The two sides met briefly at U.N. headquarters in what Iraqi officials called "preliminary talks" to discuss logistic issues on offices, flights, escorts and other planning.
Chief U.N. weapons inspectors Hans Blix said in a statement the two sides would meet in Vienna sometime during the week of Sept. 30. A precise date has not been set.
Iraqi officials also agreed to consider national legislation prohibiting weapons of mass destruction activities, as required by U.N. resolutions, and to catch up on declarations of changes in former weapons sites that were under U.N. monitoring, the statement said.
Iraq has not submitted declarations, required twice a year, since the inspectors were pulled out of Iraq in December 1998, hours before a U.S.-British bombing blitz designed to punish Baghdad for its alleged failure to cooperate with them.
The United States, which wants a "regime change" in Baghdad, has threatened military action and is pressing the 15-member U.N. Security Council to give arms inspectors new and stronger powers before they return to Baghdad.
There was no word on when the inspectors would return.
Blix conferred with Hasam Mohammed Amin, head of the Iraqi National Monitoring Directorate, the office used for liaison with U.N. inspectors, and Saeed Hasan, a Foreign Minister official, who was Baghdad's former U.N. ambassador.
"In this meeting we reiterated and expressed the readiness of Iraq for the speedy and smooth resumption of (inspection) activities," Hasan said.
He said Iraqi authorities were looking forward to meeting Blix and his team again "in order to implement all the provisions of Security Council resolutions in order to lift sanctions and return the situation to normal."
In a related development, the Security Council asked its current president, Bulgarian Ambassador Stefan Tafrov, to arrange a council meeting with Blix as soon as possible.
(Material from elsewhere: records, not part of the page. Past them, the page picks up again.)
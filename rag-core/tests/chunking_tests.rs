//! Property tests for sliding-window chunking.

use proptest::prelude::*;
use rag_core::{Document, RagError, split, split_text};

/// Window parameters with `0 <= overlap < size`.
fn arb_window() -> impl Strategy<Value = (usize, usize)> {
    (1usize..40).prop_flat_map(|size| (Just(size), 0..size))
}

/// **Chunk bounds, exact overlap and reconstruction**
/// *For any* document and valid window, every chunk is at most `chunk_size`
/// characters, consecutive chunks share exactly `chunk_overlap` characters,
/// and dropping each later chunk's overlap and concatenating rebuilds the
/// document.
mod prop_chunk_invariants {
    use super::*;

    proptest! {
        #![proptest_config(ProptestConfig::with_cases(200))]

        #[test]
        fn chunks_respect_size_overlap_and_reconstruct(
            text in "\\PC{0,200}",
            (size, overlap) in arb_window(),
        ) {
            let doc = Document::new("doc", text.clone());
            let chunks = split(&doc, size, overlap).unwrap();
            let char_len = text.chars().count();

            if char_len == 0 {
                prop_assert!(chunks.is_empty());
                return Ok(());
            }

            prop_assert_eq!(chunks[0].start, 0);
            prop_assert_eq!(chunks.last().unwrap().end, char_len);

            for chunk in &chunks {
                prop_assert!(chunk.text.chars().count() <= size);
                prop_assert_eq!(chunk.text.chars().count(), chunk.char_len());
            }

            for pair in chunks.windows(2) {
                let (prev, next) = (&pair[0], &pair[1]);
                prop_assert_eq!(prev.char_len(), size);
                prop_assert_eq!(next.start, prev.start + size - overlap);
                prop_assert_eq!(prev.end - next.start, overlap);
                let prev_tail: String = prev.text.chars().skip(size - overlap).collect();
                let next_head: String = next.text.chars().take(overlap).collect();
                prop_assert_eq!(prev_tail, next_head);
            }

            let mut rebuilt = chunks[0].text.clone();
            for chunk in &chunks[1..] {
                rebuilt.extend(chunk.text.chars().skip(overlap));
            }
            prop_assert_eq!(rebuilt, text);
        }

        #[test]
        fn splitting_is_deterministic(
            text in "[a-z .]{0,120}",
            (size, overlap) in arb_window(),
        ) {
            let doc = Document::new("doc", text);
            let first = split(&doc, size, overlap).unwrap();
            prop_assert_eq!(first, split(&doc, size, overlap).unwrap());
        }

        #[test]
        fn overlap_not_below_size_is_a_configuration_error(
            size in 1usize..1000,
            extra in 0usize..1000,
        ) {
            let result = split_text("some text", size, size + extra);
            prop_assert!(matches!(result, Err(RagError::Configuration(_))));
        }
    }
}

#[test]
fn short_document_yields_itself() {
    let doc = Document::new("notes.txt", "Breathe in for four counts.");
    let chunks = split(&doc, 1000, 200).unwrap();
    assert_eq!(chunks.len(), 1);
    assert_eq!(chunks[0].text, doc.text);
    assert_eq!(chunks[0].document_id, "notes.txt");
}

#[test]
fn sky_scenario_offsets() {
    let windows = split_text("The sky is blue. Grass is green.", 20, 5).unwrap();
    let offsets: Vec<(usize, usize)> = windows.iter().map(|(s, e, _)| (*s, *e)).collect();
    assert_eq!(offsets, vec![(0, 20), (15, 32)]);
}

#[test]
fn chunk_ids_are_derived_from_source_and_offset() {
    let doc = Document::new("a.txt", "abcdefghij");
    let ids: Vec<String> = split(&doc, 4, 1).unwrap().into_iter().map(|c| c.id).collect();
    assert_eq!(ids, vec!["a.txt@0", "a.txt@3", "a.txt@6"]);
}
The United States, Britain and Colombia said such a session could wait, but were outvoted.
Blix has a staff of 63 in New York, some of whom could go to Baghdad quickly to analyze Iraq's chemical, biological and missile programs. Two hundred trained experts from 44 nations are on call and could be put to work within weeks.
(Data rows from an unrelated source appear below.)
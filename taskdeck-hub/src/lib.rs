//! `TaskDeck` data hub library.
//!
//! Hosts the contact and task tables behind a WebSocket CRUD API and
//! broadcasts row-change notifications to subscribed clients.

pub mod config;
pub mod hub;
pub mod tables;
Nuclear arms inspectors are handled by the Vienna-based International Atomic Energy Commission and work in tandem with Blix's U.N. Monitoring, Verification and Inspection Commission, known as UNMOVIC.
Under a December 1999 Security Council resolution, the inspectors have 60 days after they begin work to list key remaining disarmament issues and bring them to the Security Council for approval.
When the teams are fully operational, they have 120 days to report to the council about whether Iraq is cooperating and about their progress on any remaining banned weapons issues.